Drivers with transactional semantics SHOULD send Acknowledged immediately after a previous, started commit completes.
Drivers with at-least-once semantics SHOULD send Acknowledged immediately after sending StartedCommit.
Load
Zero or more Load
messages are sent by the Runtime with documents to fetch. A
given document key will appear at most once in a transaction, and will not be
repeated across Load
messages.
Drivers may immediately evaluate each Load
and respond, or may queue many keys
to load and defer their evaluation. The Runtime does not await any individual
Load
requests.
After the previous transaction has fully completed, and the driver has sent
Acknowledged
to the Runtime, the current transaction may begin to close.
The Runtime indicates this by sending a Flush
message, which is NEVER sent
before Acknowledged
is received. Acknowledged
is thus an important signal as
to when the Runtime may begin to finalize an optimistic, pipelined transaction.
On reading Flush
, Drivers must process all remaining Load
messages,
including any deferred evaluations, and send all Loaded
responses prior to
sending its own Flushed
response.
This signals to the Runtime that all documents which can be loaded have been loaded, and the transaction proceeds to the Store phase.
Materialization bindings which are processing in delta-updates mode will never
receive a Load
message, but will receive a Flush
and must still respond with
Flushed
.
Store
Zero or more Store
messages are sent by the Runtime to the Driver, indicating
keys, documents, and extracted fields to store. No response is required of the
Driver for these messages.
Once all documents have been stored, the Runtime sends a StartCommit
message
which carries its opaque runtime checkpoint.
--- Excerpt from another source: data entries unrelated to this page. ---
use crate::content::ContentRef;
use chrono::{DateTime, Utc};
use serde::de::DeserializeOwned;
use serde::{Deserialize, Serialize};
use serde_json::Value;
use sqlx::{FromRow, Type};

/// The three durable queues the pipeline dispatches on.
#[derive(Debug, Clone, Copy, PartialEq, Eq, Type, Serialize, Deserialize)]
#[sqlx(rename_all = "snake_case")]
#[serde(rename_all = "snake_case")]
pub enum QueueName {
    Analysis,
    Notification,
    Analytics,
}

impl QueueName {
    #[must_use]
    pub const fn as_str(self) -> &'static str {
        match self {
            Self::Analysis => "analysis",
            Self::Notification => "notification",
            Self::Analytics => "analytics",
        }
    }
}

#[derive(Debug, Clone, Copy, PartialEq, Eq, Type)]
#[sqlx(rename_all = "snake_case")]
pub enum JobStatus {
    Queued,
    Running,
    Done,
    Failed,
}

#[derive(Debug, Clone, Copy, PartialEq, Eq, Type, Serialize, Deserialize)]
#[sqlx(rename_all = "snake_case")]
#[serde(rename_all = "snake_case")]
pub enum BackoffKind {
    None,
    Fixed,
    Exponential,
}

/// Delay policy between retry attempts of a failed job.
#[derive(Debug, Clone, Copy, PartialEq, Eq, Serialize, Deserialize)]
pub struct Backoff {
    pub kind: BackoffKind,
    pub base_ms: i64,
}

impl Backoff {
    /// Builds a backoff from its configured form. Unrecognized kinds mean no
    /// backoff.
    #[must_use]
    pub fn from_config(kind: &str, base_ms: i64) -> Self {
        let kind = match kind {
            "fixed" => BackoffKind::Fixed,
            "exponential" => BackoffKind::Exponential,
            _ => BackoffKind::None,
        };
        Self { kind, base_ms }
    }

    /// Delay before the next attempt, given how many attempts have been made.
    /// Exponential backoff doubles per attempt, capped at one hour.
    #[must_use]
    pub fn delay_ms(&self, attempts_made: i64) -> i64 {
        const CAP_MS: i64 = 3_600_000;
        match self.kind {
            BackoffKind::None => 0,
            BackoffKind::Fixed => self.base_ms.min(CAP_MS),
            BackoffKind::Exponential => {
                let exponent = u32::try_from(attempts_made.max(1) - 1).unwrap_or(u32::MAX);
                let multiplier = 2_i64.checked_pow(exponent).unwrap_or(i64::MAX);
                self.base_ms.saturating_mul(multiplier).min(CAP_MS)
            }
        }
    }
}

/// One unit of dispatched work, as stored in the `jobs` table.
#[derive(FromRow, Debug, Clone)]
pub struct Job {
    pub id: i64,
    pub queue: QueueName,
    pub payload: Value,
    pub priority: i64,
    pub status: JobStatus,
    pub attempts: i64,
    pub max_attempts: i64,
    pub backoff_kind: BackoffKind,
    pub backoff_base_ms: i64,
    pub dedupe_key: Option<String>,
    pub owner: Option<String>,
    pub stalled_count: i64,
    pub lease_expires_at: Option<DateTime<Utc>>,
    pub scheduled_at: DateTime<Utc>,
    pub created_at: DateTime<Utc>,
}

impl Job {
    /// Deserializes the job payload into its typed form.
    ///
    /// # Errors
    ///
    /// Returns an error if the stored payload does not match `T`; the worker
    /// treats this as a permanent job failure.
    pub fn payload_as<T: DeserializeOwned>(&self) -> Result<T, serde_json::Error> {
        serde_json::from_value(self.payload.clone())
    }

    #[must_use]
    pub const fn backoff(&self) -> Backoff {
        Backoff {
            kind: self.backoff_kind,
            base_ms: self.backoff_base_ms,
        }
    }
}

/// Payload of an analysis job: which content to analyze, plus an optional
/// pre-resolved media URL.
#[derive(Debug, Clone, Serialize, Deserialize)]
pub struct AnalysisJobPayload {
    pub content: ContentRef,
    #[serde(default)]
    pub media_url: Option<String>,
}

/// Payload of an analytics job.
#[derive(Debug, Clone, Serialize, Deserialize)]
pub struct AnalyticsJobPayload {
    pub event: String,
    #[serde(default)]
    pub content_id: Option<String>,
    #[serde(default)]
    pub properties: Value,
}

#[cfg(test)]
mod tests {
    use super::*;

    #[test]
    fn test_exponential_backoff_doubles() {
        let backoff = Backoff {
            kind: BackoffKind::Exponential,
            base_ms: 2000,
        };
        assert_eq!(backoff.delay_ms(1), 2000);
        assert_eq!(backoff.delay_ms(2), 4000);
        assert_eq!(backoff.delay_ms(3), 8000);
    }

    #[test]
    fn test_backoff_caps_at_one_hour() {
        let backoff = Backoff {
            kind: BackoffKind::Exponential,
            base_ms: 2000,
        };
        assert_eq!(backoff.delay_ms(60), 3_600_000);
    }

    #[test]
    fn test_backoff_from_config() {
        assert_eq!(
            Backoff::from_config("exponential", 2000).kind,
            BackoffKind::Exponential
        );
        assert_eq!(Backoff::from_config("fixed", 500).kind, BackoffKind::Fixed);
        assert_eq!(Backoff::from_config("none", 0).kind, BackoffKind::None);
        assert_eq!(Backoff::from_config("bogus", 0).kind, BackoffKind::None);
    }

    #[test]
    fn test_no_backoff() {
        let backoff = Backoff {
            kind: BackoffKind::None,
            base_ms: 0,
        };
        assert_eq!(backoff.delay_ms(1), 0);
        assert_eq!(backoff.delay_ms(5), 0);
    }
}
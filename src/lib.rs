//! Asynchronous content-authenticity analysis pipeline: a durable job queue
//! with leased workers, a circuit-broken client for the external detection
//! service, the score classification state machine, and the side-effect
//! fan-out that follows a finished analysis.

pub mod analysis;
pub mod classify;
pub mod content;
pub mod database;
pub mod detector;
pub mod fanout;
pub mod queue;
pub mod resilience;
pub mod settings;
pub mod utils;
pub mod worker;
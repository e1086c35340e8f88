mod handler;
mod record_store;

pub use handler::AnalysisHandler;
pub use record_store::{AnalysisRecord, AnalysisRecordStore, AnalysisStatus, CompletedAnalysis};
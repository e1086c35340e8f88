use std::time::{Duration, Instant};
use tokio::sync::Mutex;
use tokio::time::sleep;

/// Fixed-window rate limit: at most `max` permits per `window`.
#[derive(Clone, Copy, Debug)]
pub struct RateLimit {
    pub max: u32,
    pub window: Duration,
}

struct Window {
    started_at: Instant,
    count: u32,
}

/// Throttles job claims to protect downstream consumers, independent of
/// worker concurrency.
pub struct RateLimiter {
    limit: RateLimit,
    window: Mutex<Window>,
}

impl RateLimiter {
    #[must_use]
    pub fn new(limit: RateLimit) -> Self {
        Self {
            limit,
            window: Mutex::new(Window {
                started_at: Instant::now(),
                count: 0,
            }),
        }
    }

    /// Waits until a permit is available in the current window.
    pub async fn acquire(&self) {
        loop {
            let wait = {
                let mut window = self.window.lock().await;
                let elapsed = window.started_at.elapsed();
                if elapsed >= self.limit.window {
                    window.started_at = Instant::now();
                    window.count = 0;
                }
                if window.count < self.limit.max {
                    window.count += 1;
                    return;
                }
                self.limit.window.saturating_sub(elapsed)
            };
            sleep(wait.max(Duration::from_millis(5))).await;
        }
    }

    /// Returns an unused permit to the current window, so an empty claim does
    /// not count against the limit.
    pub async fn release(&self) {
        let mut window = self.window.lock().await;
        window.count = window.count.saturating_sub(1);
    }
}

#[cfg(test)]
mod tests {
    use super::*;

    #[tokio::test]
    async fn test_permits_within_window_are_immediate() {
        let limiter = RateLimiter::new(RateLimit {
            max: 3,
            window: Duration::from_secs(60),
        });
        let started = Instant::now();
        for _ in 0..3 {
            limiter.acquire().await;
        }
        assert!(started.elapsed() < Duration::from_millis(100));
    }

    #[tokio::test]
    async fn test_released_permit_is_immediately_reusable() {
        let limiter = RateLimiter::new(RateLimit {
            max: 2,
            window: Duration::from_secs(60),
        });
        limiter.acquire().await;
        limiter.acquire().await;
        limiter.release().await;

        let started = Instant::now();
        limiter.acquire().await;
        assert!(started.elapsed() < Duration::from_millis(100));
    }

    #[tokio::test]
    async fn test_excess_permit_waits_for_next_window() {
        let limiter = RateLimiter::new(RateLimit {
            max: 2,
            window: Duration::from_millis(150),
        });
        limiter.acquire().await;
        limiter.acquire().await;

        let started = Instant::now();
        limiter.acquire().await;
        assert!(started.elapsed() >= Duration::from_millis(100));
    }
}
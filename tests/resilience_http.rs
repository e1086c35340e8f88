mod common;

use color_eyre::Result;
use common::{detector_body, start_mock_detector, test_breaker, test_detector_client};
use reqwest::header::HeaderMap;
use serde_json::{Value, json};
use std::time::Duration;
use veristream_pipeline::detector::{DEPENDENCY_KEY, DetectorError, NOOP_SERVICE_URL, STUB_MODEL_VERSION};
use veristream_pipeline::resilience::{
    BreakerState, CallOptions, RequestError, ResilienceEvent, ResilienceEvents, ResilientClient,
};

fn call_options(max_retries: u32) -> CallOptions {
    CallOptions {
        max_retries,
        timeout: Duration::from_secs(2),
    }
}

#[tokio::test]
async fn test_transient_failures_are_retried_within_budget() -> Result<()> {
    let mock = start_mock_detector(2, 500, json!({"error": "overloaded"}), detector_body(0.1)).await?;
    let events = ResilienceEvents::new();
    let mut retries = events.subscribe();
    let client = ResilientClient::new(reqwest::Client::new(), events);

    let url = format!("{}/analyze", mock.base_url);
    let response: Value = client
        .post_json(
            DEPENDENCY_KEY,
            &url,
            &HeaderMap::new(),
            &json!({"image_url": "https://cdn.test/a.jpg"}),
            call_options(2),
        )
        .await
        .map_err(|e| color_eyre::eyre::eyre!(e))?;

    assert_eq!(response["model_version"], "deepfake-detector-v7");
    assert_eq!(mock.hit_count(), 3);

    // One retry event per failed attempt.
    for expected_attempt in 1..=2 {
        let event = retries.recv().await?;
        match event.as_ref() {
            ResilienceEvent::Retry { attempt, .. } => assert_eq!(*attempt, expected_attempt),
            other => panic!("unexpected event: {other:?}"),
        }
    }
    Ok(())
}

#[tokio::test]
async fn test_retry_budget_is_bounded() -> Result<()> {
    let mock = start_mock_detector(10, 503, json!({"error": "down"}), detector_body(0.1)).await?;
    let client = ResilientClient::new(reqwest::Client::new(), ResilienceEvents::new());

    let url = format!("{}/analyze", mock.base_url);
    let result: Result<Value, RequestError> = client
        .post_json(
            DEPENDENCY_KEY,
            &url,
            &HeaderMap::new(),
            &json!({"image_url": "https://cdn.test/a.jpg"}),
            call_options(2),
        )
        .await;

    // max_retries = 2 means at most 3 network attempts.
    assert_eq!(mock.hit_count(), 3);
    match result {
        Err(RequestError::Status { status, .. }) => assert_eq!(status, 503),
        other => panic!("expected status error, got {other:?}"),
    }
    Ok(())
}

#[tokio::test]
async fn test_client_errors_are_not_retried() -> Result<()> {
    let mock =
        start_mock_detector(10, 404, json!({"detail": "Resource not found"}), detector_body(0.1))
            .await?;
    let client = ResilientClient::new(reqwest::Client::new(), ResilienceEvents::new());

    let url = format!("{}/analyze", mock.base_url);
    let result: Result<Value, RequestError> = client
        .post_json(
            DEPENDENCY_KEY,
            &url,
            &HeaderMap::new(),
            &json!({"image_url": "https://cdn.test/gone.jpg"}),
            call_options(3),
        )
        .await;

    assert_eq!(mock.hit_count(), 1);
    let error = result.expect_err("404 should fail");
    assert!(error.is_not_found());
    assert!(!error.is_retryable());
    Ok(())
}

#[tokio::test]
async fn test_breaker_opens_after_repeated_failures_and_sheds_load() -> Result<()> {
    let mock = start_mock_detector(100, 500, json!({"error": "down"}), detector_body(0.1)).await?;
    let breaker = test_breaker(5, Duration::from_secs(60));
    let detector = test_detector_client(&mock.base_url, 0, false, breaker.clone());

    for _ in 0..5 {
        let error = detector
            .analyze("https://cdn.test/a.jpg")
            .await
            .expect_err("detector is down");
        assert!(matches!(error, DetectorError::Request(_)));
    }
    assert_eq!(breaker.state(DEPENDENCY_KEY), BreakerState::Open);
    assert_eq!(mock.hit_count(), 5);

    // Open circuit rejects without touching the network.
    let error = detector
        .analyze("https://cdn.test/a.jpg")
        .await
        .expect_err("circuit is open");
    assert!(matches!(error, DetectorError::CircuitOpen(_)));
    assert_eq!(mock.hit_count(), 5);
    Ok(())
}

#[tokio::test]
async fn test_breaker_closes_again_after_successful_trial() -> Result<()> {
    let mock = start_mock_detector(5, 500, json!({"error": "down"}), detector_body(0.1)).await?;
    let breaker = test_breaker(5, Duration::from_millis(50));
    let detector = test_detector_client(&mock.base_url, 0, false, breaker.clone());

    for _ in 0..5 {
        let _ = detector.analyze("https://cdn.test/a.jpg").await;
    }
    assert_eq!(breaker.state(DEPENDENCY_KEY), BreakerState::Open);

    // After the reset timeout a trial call goes through; the mock has
    // recovered, so the breaker closes.
    tokio::time::sleep(Duration::from_millis(80)).await;
    let analysis = detector.analyze("https://cdn.test/a.jpg").await?;
    assert_eq!(analysis.model_version.as_deref(), Some("deepfake-detector-v7"));
    assert_eq!(breaker.state(DEPENDENCY_KEY), BreakerState::Closed);
    Ok(())
}

#[tokio::test]
async fn test_open_circuit_falls_back_to_stub_when_enabled() -> Result<()> {
    let mock = start_mock_detector(100, 500, json!({"error": "down"}), detector_body(0.1)).await?;
    let breaker = test_breaker(5, Duration::from_secs(60));
    let detector = test_detector_client(&mock.base_url, 0, true, breaker.clone());

    for _ in 0..5 {
        let _ = detector.analyze("https://cdn.test/a.jpg").await;
    }
    assert_eq!(breaker.state(DEPENDENCY_KEY), BreakerState::Open);

    let analysis = detector.analyze("https://cdn.test/a.jpg").await?;
    assert_eq!(analysis.model_version.as_deref(), Some(STUB_MODEL_VERSION));
    assert_eq!(analysis.extra["degraded"], json!(true));
    assert_eq!(mock.hit_count(), 5);
    Ok(())
}

#[tokio::test]
async fn test_disabled_service_url_always_stubs() -> Result<()> {
    let breaker = test_breaker(5, Duration::from_secs(60));
    let detector = test_detector_client(NOOP_SERVICE_URL, 0, false, breaker);

    let first = detector.analyze("https://cdn.test/a.jpg").await?;
    let second = detector.analyze("https://cdn.test/a.jpg").await?;
    assert_eq!(first.model_version.as_deref(), Some(STUB_MODEL_VERSION));
    // Stub output is a pure function of the media URL.
    assert_eq!(first.fake_score, second.fake_score);
    Ok(())
}

#[tokio::test]
async fn test_health_check_reports_model_state() -> Result<()> {
    let mock = start_mock_detector(0, 500, json!({}), detector_body(0.1)).await?;
    let breaker = test_breaker(5, Duration::from_secs(60));
    let detector = test_detector_client(&mock.base_url, 0, false, breaker);

    let health = detector.health_check().await?;
    assert_eq!(health.status, "healthy");
    assert!(health.model_loaded);
    Ok(())
}

#[tokio::test]
async fn test_not_found_does_not_trip_the_breaker() -> Result<()> {
    let mock =
        start_mock_detector(100, 404, json!({"detail": "Resource not found"}), detector_body(0.1))
            .await?;
    let breaker = test_breaker(5, Duration::from_secs(60));
    let detector = test_detector_client(&mock.base_url, 0, false, breaker.clone());

    for _ in 0..8 {
        let error = detector
            .analyze("https://cdn.test/gone.jpg")
            .await
            .expect_err("resource is gone");
        assert!(error.is_not_found());
    }
    // The dependency answered every time; the circuit stays closed.
    assert_eq!(breaker.state(DEPENDENCY_KEY), BreakerState::Closed);
    assert_eq!(mock.hit_count(), 8);
    Ok(())
}
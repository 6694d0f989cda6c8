//! Key hashing: the pluggable strategy, the per-dictionary seed and the
//! default lane hash.

/// 128-bit per-dictionary seed handed to the hash strategy as two halves.
#[derive(Copy, Clone, Debug, Default, PartialEq, Eq, Hash)]
pub struct Seed {
    /// Least significant half.
    pub k0: u64,
    /// Most significant half.
    pub k1: u64,
}

impl Seed {
    pub const ZERO: Seed = Seed { k0: 0, k1: 0 };

    pub const fn new(k0: u64, k1: u64) -> Self {
        Seed { k0, k1 }
    }

    pub const fn from_u128(v: u128) -> Self {
        Seed {
            k0: v as u64,
            k1: (v >> 64) as u64,
        }
    }

    pub const fn as_u128(self) -> u128 {
        ((self.k1 as u128) << 64) | self.k0 as u128
    }
}

/// Hash strategy over the raw bytes of a key.
///
/// Any `Fn(&[u8], u64, u64) -> u64` (bytes, seed low half, seed high half)
/// is a `KeyHasher`, so plain functions can be plugged in directly:
///
/// ```
/// use dense_dict::{Dictionary, HashFn};
///
/// fn xor_fold(bytes: &[u8], _k0: u64, _k1: u64) -> u64 {
///     bytes.iter().fold(0x8887_3830_983F_3138, |h, &b| h ^ b as u64)
/// }
///
/// let mut d: Dictionary<u64, f32, HashFn> = Dictionary::with_hasher(xor_fold);
/// d.put(3, 10.0);
/// assert_eq!(d.slot_of(&3), Some(3));
/// ```
pub trait KeyHasher {
    fn hash(&self, bytes: &[u8], seed: Seed) -> u64;
}

impl<F> KeyHasher for F
where
    F: Fn(&[u8], u64, u64) -> u64,
{
    #[inline]
    fn hash(&self, bytes: &[u8], seed: Seed) -> u64 {
        self(bytes, seed.k0, seed.k1)
    }
}

/// Function-pointer hash strategy, convenient for naming dictionary types.
pub type HashFn = fn(&[u8], u64, u64) -> u64;

/// Default non-cryptographic hash: add/rotate/xor mixing over 8-byte
/// little-endian lanes with a byte-wise tail. The seed is ignored.
#[derive(Copy, Clone, Debug, Default, PartialEq, Eq)]
pub struct LaneHash;

const LANE_INIT_A: u64 = 0x243F_6A88_85A3_08D3;
const LANE_INIT_B: u64 = 0x9E37_79B9_7F4A_7C15;

#[inline]
fn mix_lane(a: u64, b: u64, lane: u64) -> (u64, u64) {
    let a = a.rotate_left(5).wrapping_add(lane) ^ lane.rotate_right(17);
    let b = (b ^ a).rotate_left(29).wrapping_add(a);
    (a, b)
}

impl LaneHash {
    pub fn digest(bytes: &[u8]) -> u64 {
        let mut a = LANE_INIT_A ^ bytes.len() as u64;
        let mut b = LANE_INIT_B;

        let mut lanes = bytes.chunks_exact(8);
        for lane in lanes.by_ref() {
            let mut word = [0u8; 8];
            word.copy_from_slice(lane);
            (a, b) = mix_lane(a, b, u64::from_le_bytes(word));
        }
        for &byte in lanes.remainder() {
            a = (a ^ byte as u64).rotate_left(8).wrapping_add(b);
            b = b.rotate_left(11) ^ a;
        }

        // Finalize so the low bits used for bucket selection depend on
        // every input bit.
        for _ in 0..4 {
            a = a.wrapping_add(b);
            b = b.rotate_left(13) ^ a;
            a = a.rotate_left(32);
        }
        a ^ b
    }
}

impl KeyHasher for LaneHash {
    #[inline]
    fn hash(&self, bytes: &[u8], _seed: Seed) -> u64 {
        LaneHash::digest(bytes)
    }
}
#![cfg(test)]

// Property tests for Dictionary kept inside the crate so they can name
// the hash strategy types without going through the public surface.

use crate::bucket_table::BucketState;
use crate::dictionary::Dictionary;
use crate::hashing::{HashFn, KeyHasher};
use proptest::prelude::*;
use std::collections::{BTreeSet, HashMap};

// Pool-indexed operations to improve shrinking: indices shrink to earlier keys,
// pool length shrinks, and op lists shrink in length.
#[derive(Clone, Debug)]
enum OpI {
    Put(usize, i32),
    Delete(usize),
    Remove(usize),
    Get(usize),
    Contains(u16),
    Mutate(usize, i32),
    Iterate,
}

fn arb_scenario() -> impl Strategy<Value = (Vec<u16>, Vec<OpI>)> {
    proptest::collection::vec(any::<u16>(), 1..=24).prop_flat_map(|pool| {
        let idxs: Vec<usize> = (0..pool.len()).collect();
        let idx = proptest::sample::select(idxs);
        let contains_pool = proptest::sample::select(pool.clone());
        let op = prop_oneof![
            3 => (idx.clone(), any::<i32>()).prop_map(|(i, v)| OpI::Put(i, v)),
            1 => idx.clone().prop_map(OpI::Delete),
            1 => idx.clone().prop_map(OpI::Remove),
            1 => idx.clone().prop_map(OpI::Get),
            1 => prop_oneof![contains_pool, any::<u16>()].prop_map(OpI::Contains),
            1 => (idx.clone(), any::<i32>()).prop_map(|(i, d)| OpI::Mutate(i, d)),
            1 => Just(OpI::Iterate),
        ];
        proptest::collection::vec(op, 1..120).prop_map(move |ops| (pool.clone(), ops))
    })
}

/// Every key is indexed by one occupied bucket and the occupied count
/// matches `len`.
fn check_index<V, H: KeyHasher>(sut: &Dictionary<u16, V, H>) -> Result<(), TestCaseError> {
    let mut slots = BTreeSet::new();
    for k in sut.keys() {
        let slot = sut.slot_of(k);
        prop_assert!(slot.is_some(), "key {} not reachable", k);
        prop_assert!(slots.insert(slot));
    }
    let occupied = (0..sut.bucket_capacity())
        .filter(|&s| matches!(sut.bucket(s).unwrap().state(), BucketState::Occupied(_)))
        .count();
    prop_assert_eq!(occupied, sut.len());
    prop_assert!(sut.used_buckets() * 4 < sut.bucket_capacity() * 3);
    Ok(())
}

fn run_state_machine<H: KeyHasher>(
    mut sut: Dictionary<u16, i32, H>,
    pool: Vec<u16>,
    ops: Vec<OpI>,
) -> Result<(), TestCaseError> {
    let mut model: HashMap<u16, i32> = HashMap::new();
    for op in ops {
        match op {
            OpI::Put(i, v) => {
                let k = pool[i];
                prop_assert_eq!(sut.put(k, v), model.insert(k, v));
            }
            OpI::Delete(i) => {
                let k = pool[i];
                prop_assert_eq!(sut.delete(&k), model.remove(&k).is_some());
                prop_assert!(!sut.delete(&k));
            }
            OpI::Remove(i) => {
                let k = pool[i];
                prop_assert_eq!(sut.remove(&k), model.remove(&k));
            }
            OpI::Get(i) => {
                let k = pool[i];
                prop_assert_eq!(sut.get(&k), model.get(&k));
            }
            OpI::Contains(k) => {
                prop_assert_eq!(sut.contains_key(&k), model.contains_key(&k));
            }
            OpI::Mutate(i, d) => {
                let k = pool[i];
                if let Some(v) = sut.get_mut(&k) {
                    *v = v.wrapping_add(d);
                    let mv = model.get_mut(&k).expect("present in model");
                    *mv = mv.wrapping_add(d);
                } else {
                    prop_assert!(!model.contains_key(&k));
                }
            }
            OpI::Iterate => {
                let s: BTreeSet<(u16, i32)> = sut.iter().map(|(k, v)| (*k, *v)).collect();
                let m: BTreeSet<(u16, i32)> = model.iter().map(|(k, v)| (*k, *v)).collect();
                prop_assert_eq!(s, m);
            }
        }

        // Post-conditions after each op
        prop_assert_eq!(sut.len(), model.len());
        prop_assert_eq!(sut.is_empty(), model.is_empty());
        check_index(&sut)?;
    }
    for (k, v) in &model {
        prop_assert_eq!(sut.get(k), Some(v));
    }
    Ok(())
}

// Property: State-machine equivalence against std::collections::HashMap.
// Invariants exercised across random operation sequences:
// - `put` returns the previous value exactly when the model had the key.
// - `delete`/`remove` agree with the model; a second delete is `false`.
// - `get`/`contains_key` parity, including after tombstone reuse.
// - Every live key stays reachable through exactly one occupied bucket.
// - The load factor stays under 3/4 after every operation.
proptest! {
    #![proptest_config(ProptestConfig { cases: 128, .. ProptestConfig::default() })]
    #[test]
    fn prop_state_machine((pool, ops) in arb_scenario()) {
        run_state_machine(Dictionary::new(), pool, ops)?;
    }
}

fn constant(_: &[u8], _: u64, _: u64) -> u64 {
    0
}

fn low_byte(bytes: &[u8], _: u64, _: u64) -> u64 {
    bytes[0] as u64
}

// Property: Same state-machine invariants as above, under worst-case
// collision behavior (constant hasher) and a weak hash that keeps many
// keys on shared chains. This stresses tombstone handling and the
// swap-remove retargeting on long probe sequences.
proptest! {
    #![proptest_config(ProptestConfig { cases: 64, .. ProptestConfig::default() })]
    #[test]
    fn prop_state_machine_with_collisions((pool, ops) in arb_scenario()) {
        let sut: Dictionary<u16, i32, HashFn> = Dictionary::with_hasher(constant);
        run_state_machine(sut, pool, ops)?;
    }

    #[test]
    fn prop_state_machine_with_weak_hash((pool, ops) in arb_scenario()) {
        let sut: Dictionary<u16, i32, HashFn> = Dictionary::with_hasher(low_byte);
        run_state_machine(sut, pool, ops)?;
    }
}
Drivers implementing the "Remote Store is Authoritative" pattern must include the runtime checkpoint in its current transaction, for retrieval in a future Open of a new transactions RPC. Other driver patterns MAY ignore this checkpoint.
On reading StartCommit
the driver ensures that all Store
messages have been
processed. It begins to commit its own transaction (where applicable), and then
responds with StartedCommit
which contain an update to the driver's
checkpoint.
On the Runtime's receipt of StartedCommit
, the Runtime now knows that all
Store
messages have been fully processed. It preserves the updated Driver
checkpoint in its recovery log and begins to commit.
From here, the protocol loops back around to the Acknowledge phase.